Но я сейчас подхожу к эпизоду в жизни Шлегеля, который будет рассматриваться в ином свете в зависимости от различных чувств и убеждений моих читателей. Одними его поведение будет сочтено предосудительным отступничеством от веры отцов, другими — великодушной жертвой ранних предрассудков на алтаре истины. Скрыть мое собственное одобрение его поведения означало бы совершить насилие над моими чувствами и нанести ущерб моим принципам; но пуститься в оправдание его мотивов означало бы вступить в полемическую дискуссию, весьма неуместную во введении к труду, который совершенно чужд исследованиям такого рода. Поэтому я ограничусь кратким изложением фактов, отметив в то же время интеллектуальное состояние двух великих религиозных партий Германии непосредственно до и после перемены религии Шлегелем.

Именно по возвращении из Франции в 1805 году, в древнем городе Кёльне, герой этой биографии был принят в лоно Католической церкви.
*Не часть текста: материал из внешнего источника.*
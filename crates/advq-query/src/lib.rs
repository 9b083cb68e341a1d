//! Query parsing and AST for advanced media-library search.
//!
//! This crate provides two small languages:
//!
//! - **Predicates**: `artist:beatles` - field, operator, value
//! - **Operators**: `:` fuzzy, `=` exact, `~` regexp, `<`, `>`, `<=`, `>=`
//! - **Ranges**: `year:[1990 TO 1999]` - inclusive between
//! - **Quoting**: `album:"abbey road"` - values with whitespace
//! - **Conjunction**: `artist:queen year>1980` or explicit `AND`
//! - **Disjunction**: `genre:rock OR genre:pop`
//! - **Negation**: `NOT starred:y`
//! - **Grouping**: `(a:1 OR b:2) c:3` - precedence control
//!
//! and an ordering list such as `-lastplayed, artist`.
//!
//! # Example
//!
//! ```
//! use advq_query::{parse, parse_order};
//!
//! let expr = parse("artist:queen (year<1980 OR starred:y)").unwrap();
//! assert_eq!(expr.to_query_string(), "artist:queen AND (year<1980 OR starred:y)");
//!
//! let keys = parse_order("-lastplayed, artist").unwrap();
//! assert_eq!(keys.len(), 2);
//! ```

#![warn(missing_docs)]

mod ast;
mod error;
mod lexer;
mod order;
mod parser;

pub use ast::{Direction, Operator, OrderKey, Predicate, QueryExpr};
pub use error::ParseError;
pub use lexer::{Lexeme, Token, tokenize};
pub use order::parse_order;
pub use parser::{MAX_DEPTH, parse};
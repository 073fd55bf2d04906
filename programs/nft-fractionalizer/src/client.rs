//! Off-chain helpers for building instructions against this program.

use anchor_lang::prelude::*;
use anchor_lang::solana_program::instruction::Instruction;
use anchor_lang::{InstructionData, ToAccountMetas};

/// Wire tag of `initialize`: the first 8 bytes of `sha256("global:initialize")`.
pub const INITIALIZE_DISCRIMINATOR: [u8; 8] = [175, 175, 109, 31, 13, 152, 155, 237];

/// Builds an `initialize` instruction targeting `program_id`.
pub fn initialize(program_id: &Pubkey) -> Instruction {
    Instruction {
        program_id: *program_id,
        accounts: crate::accounts::Initialize {}.to_account_metas(None),
        data: crate::instruction::Initialize {}.data(),
    }
}
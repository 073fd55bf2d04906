use anchor_lang::prelude::*;

declare_id!("9reR31hCymxLfxjkTVskpgkhDurL2bhtF7BKcPjnX1rX");

#[cfg(not(target_os = "solana"))]
pub mod client;
pub mod instructions;

pub use instructions::*;

#[program]
pub mod nft_fractionalizer {
    use super::*;

    /// Entry point of the program. Takes no accounts and no arguments.
    pub fn initialize(ctx: Context<Initialize>) -> Result<()> {
        instructions::initialize(ctx)
    }
}
pub mod initialize;

pub use initialize::*;
use anchor_lang::prelude::*;

/// Logs the executing program id. Reads and writes no accounts, so repeated
/// calls always succeed.
pub fn initialize(ctx: Context<Initialize>) -> Result<()> {
    msg!("Greetings from: {:?}", ctx.program_id);
    Ok(())
}

#[derive(Accounts)]
pub struct Initialize {}
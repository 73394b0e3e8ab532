//! Single-use completion signal between a transport and the sequencer.

use std::sync::Mutex;

use tokio::sync::oneshot;

/// Signalling half, held by the job's event handler.
///
/// Only the first [`signal`](CompletionGate::signal) releases the waiter;
/// later calls are no-ops. The oneshot channel gives release/acquire ordering,
/// so anything written before `signal` is visible to the waiter after
/// [`GateWaiter::wait`] returns.
#[derive(Debug)]
pub struct CompletionGate {
    sender: Mutex<Option<oneshot::Sender<()>>>,
}

/// Waiting half, held by the sequencer.
#[derive(Debug)]
pub struct GateWaiter {
    receiver: oneshot::Receiver<()>,
}

/// The gate was dropped without ever being signalled.
#[derive(Debug, Clone, Copy, PartialEq, Eq)]
pub struct GateAbandoned;

impl CompletionGate {
    pub fn new() -> (Self, GateWaiter) {
        let (sender, receiver) = oneshot::channel();
        (
            Self {
                sender: Mutex::new(Some(sender)),
            },
            GateWaiter { receiver },
        )
    }

    /// Release the waiter. Returns `true` only for the call that did so.
    pub fn signal(&self) -> bool {
        let sender = self
            .sender
            .lock()
            .unwrap_or_else(|e| e.into_inner())
            .take();

        match sender {
            // The waiter may be gone already; the gate still counts as signalled.
            Some(sender) => {
                let _ = sender.send(());
                true
            }
            None => false,
        }
    }

    pub fn is_signaled(&self) -> bool {
        self.sender
            .lock()
            .unwrap_or_else(|e| e.into_inner())
            .is_none()
    }
}

impl GateWaiter {
    /// Suspend until the gate is signalled.
    pub async fn wait(self) -> Result<(), GateAbandoned> {
        self.receiver.await.map_err(|_| GateAbandoned)
    }
}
Там, в этом почтенном городе, который так часто был удостоен пребывания великого основателя христианского мира — Карла Великого, — который изобилует столь многими памятниками искусств, учености, богатства и политического величия средних веков, где великий христианский Аристотель тринадцатого века — Аквинский — провел первые годы своего академического курса, там, в этом почтенном соборе, также одном из самых гордых памятников готической архитектуры, было торжественно отмечено в лице этого прославленного человека союз между древней верой и современной наукой Германии — союз, который принес столь важные последствия и еще чреват более могучими результатами.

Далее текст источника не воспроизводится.